На этот раз все полученные гранаты были образца 1914 года, что, конечно, порадовало. Получил я и грубые, но довольно надёжные, сапёрные кусачки для проволоки. Как пояснил Подопригора, такие же будут у солдат отделения, что пойдёт со мной в авангарде. Следующим девайсом оказались две доски, шириной сантиметров двадцать и длиной чуть более метра с вбитыми в них железными скобами «для сподручности». На мой естественный вопрос ефрейтор ответил, что это некие «подкладушки», которые нужно будет подтаскивать вперёд и лишь после этого переползать на них. Нужно это, оказывается, в тех местах, где присутствует заграждение, именуемое «спотыкач» — сеть на коротких кольях.

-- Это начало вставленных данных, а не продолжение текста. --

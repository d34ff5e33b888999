// src/metadata/index_info.rs
use serde::{Deserialize, Serialize};

use crate::metadata::Range;

/// Metadata describing one index dimension of a channel set.
///
/// A channel set carries an ordered list of these; list position corresponds
/// to position within the index tuple of every record. `start`/`end` are
/// cached summary statistics over the rows currently held and must be
/// recomputed whenever the row set changes.
#[derive(Debug, Clone, PartialEq, Serialize, Deserialize)]
pub struct ChannelIndexInfo {
    /// Short name of the index (e.g. "MD", "TIME").
    pub mnemonic: String,

    /// Unit of measure for index values.
    pub unit: String,

    /// Whether index values grow from row to row.
    pub increasing: bool,

    /// Whether this index is a time index (values are ISO-8601 timestamps
    /// on the wire, epoch seconds in memory).
    pub is_time_index: bool,

    /// Cached first index value across the current rows (NaN when unknown).
    pub start: f64,

    /// Cached last index value across the current rows (NaN when unknown).
    pub end: f64,
}

impl ChannelIndexInfo {
    pub fn new(
        mnemonic: impl Into<String>,
        unit: impl Into<String>,
        increasing: bool,
        is_time_index: bool,
    ) -> Self {
        ChannelIndexInfo {
            mnemonic: mnemonic.into(),
            unit: unit.into(),
            increasing,
            is_time_index,
            start: f64::NAN,
            end: f64::NAN,
        }
    }

    /// Convenience constructor for an increasing depth index.
    pub fn depth(mnemonic: impl Into<String>, unit: impl Into<String>) -> Self {
        ChannelIndexInfo::new(mnemonic, unit, true, false)
    }

    /// Convenience constructor for an increasing time index.
    pub fn time(mnemonic: impl Into<String>, unit: impl Into<String>) -> Self {
        ChannelIndexInfo::new(mnemonic, unit, true, true)
    }

    /// Update the cached start/end statistics.
    pub fn set_range(&mut self, start: f64, end: f64) {
        self.start = start;
        self.end = end;
    }

    /// The cached start/end as a `Range` (NaN bounds read as open).
    pub fn range(&self) -> Range {
        Range::new(finite(self.start), finite(self.end))
    }
}

fn finite(v: f64) -> Option<f64> {
    v.is_finite().then_some(v)
}
// benches/read_benchmark.rs
use criterion::{criterion_group, criterion_main, BenchmarkId, Criterion, Throughput};
use wellog_rs::*;

fn make_blob(rows: usize, channels: usize) -> String {
    let mut blob = String::from("[");
    for row in 0..rows {
        if row > 0 {
            blob.push(',');
        }
        blob.push_str(&format!("[[{:.1}],[", 1000.0 + row as f64 * 0.5));
        for channel in 0..channels {
            if channel > 0 {
                blob.push(',');
            }
            if (row + channel) % 7 == 0 {
                blob.push_str("null");
            } else {
                blob.push_str(&format!("{:.3}", (row * channels + channel) as f64 * 0.01));
            }
        }
        blob.push_str("]]");
    }
    blob.push(']');
    blob
}

fn channel_names(channels: usize) -> (Vec<String>, Vec<String>) {
    let mnemonics = (0..channels).map(|i| format!("CH{}", i)).collect();
    let units = (0..channels).map(|_| "unitless".to_string()).collect();
    (mnemonics, units)
}

fn benchmark_parse(c: &mut Criterion) {
    let mut group = c.benchmark_group("parse");

    for size in [1000, 10000, 100000].iter() {
        let blob = make_blob(*size, 8);
        let (mnemonics, units) = channel_names(8);
        group.throughput(Throughput::Bytes(blob.len() as u64));
        group.bench_with_input(BenchmarkId::from_parameter(size), size, |b, _| {
            b.iter(|| {
                ChannelDataReader::new(&blob, mnemonics.clone(), units.clone()).unwrap()
            });
        });
    }

    group.finish();
}

fn benchmark_cursor_scan(c: &mut Criterion) {
    let mut group = c.benchmark_group("cursor_scan");

    for size in [1000, 10000, 100000].iter() {
        let blob = make_blob(*size, 8);
        let (mnemonics, units) = channel_names(8);
        let reader = ChannelDataReader::new(&blob, mnemonics, units).unwrap();
        group.throughput(Throughput::Elements(*size as u64));
        group.bench_with_input(BenchmarkId::from_parameter(size), size, |b, _| {
            b.iter(|| {
                let mut r = reader.clone();
                let mut sum = 0.0;
                while r.read() {
                    sum += r.get_double(1);
                }
                sum
            });
        });
    }

    group.finish();
}

fn benchmark_channel_range(c: &mut Criterion) {
    let mut group = c.benchmark_group("channel_range");

    for size in [1000, 10000, 100000].iter() {
        let blob = make_blob(*size, 8);
        let (mnemonics, units) = channel_names(8);
        let reader = ChannelDataReader::new(&blob, mnemonics, units).unwrap();
        group.throughput(Throughput::Elements(*size as u64));
        group.bench_with_input(BenchmarkId::from_parameter(size), size, |b, _| {
            b.iter(|| reader.get_channel_index_range(4));
        });
    }

    group.finish();
}

fn benchmark_block_append(c: &mut Criterion) {
    let mut group = c.benchmark_group("block_append");

    for size in [1000, 10000].iter() {
        group.throughput(Throughput::Elements((*size * 4) as u64));
        group.bench_with_input(BenchmarkId::from_parameter(size), size, |b, &size| {
            b.iter(|| {
                let mut block = ChannelDataBlock::with_max_records(size + 1);
                block.add_index("MD", "m", true, false);
                for id in 1..=4 {
                    block.add_channel(id, format!("CH{}", id), "unitless");
                }
                for row in 0..size {
                    let index = [1000.0 + row as f64 * 0.5];
                    for id in 1..=4 {
                        block.append(id, &index, CellValue::Number(row as f64 + id as f64));
                    }
                }
                block.reader()
            });
        });
    }

    group.finish();
}

criterion_group!(
    benches,
    benchmark_parse,
    benchmark_cursor_scan,
    benchmark_channel_range,
    benchmark_block_append
);
criterion_main!(benches);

Мда, похоже, ночка будет ой-о-ой. Тут не семь, а семьсот семьдесят семь потов сойдёт, пока мы эту дорогу жизни для пехоты расчистим! Осталось надеяться, что на нашем пути немцы не успели натыкать мин. Вот тогда северный пушной зверёк не преминет посетить отчаянных штурмовиков. Не спасут даже сапёры, что также ползут со мной в авангарде.
Но, как говорится, глаза боятся, а руки делают. Оказалось, что сапёры 8-й дивизии с нашей стороны днём уже поработали довольно неплохо, незаметно подрезав и сдвинув где нужно основные заграждения в сторону. Так что первые пятьдесят-сто метров мы ползли, можно сказать, с комфортом, солдатам передового отделения, что следовали со мной, пришлось отдать свои карабины товарищам. Последовал их примеру и я.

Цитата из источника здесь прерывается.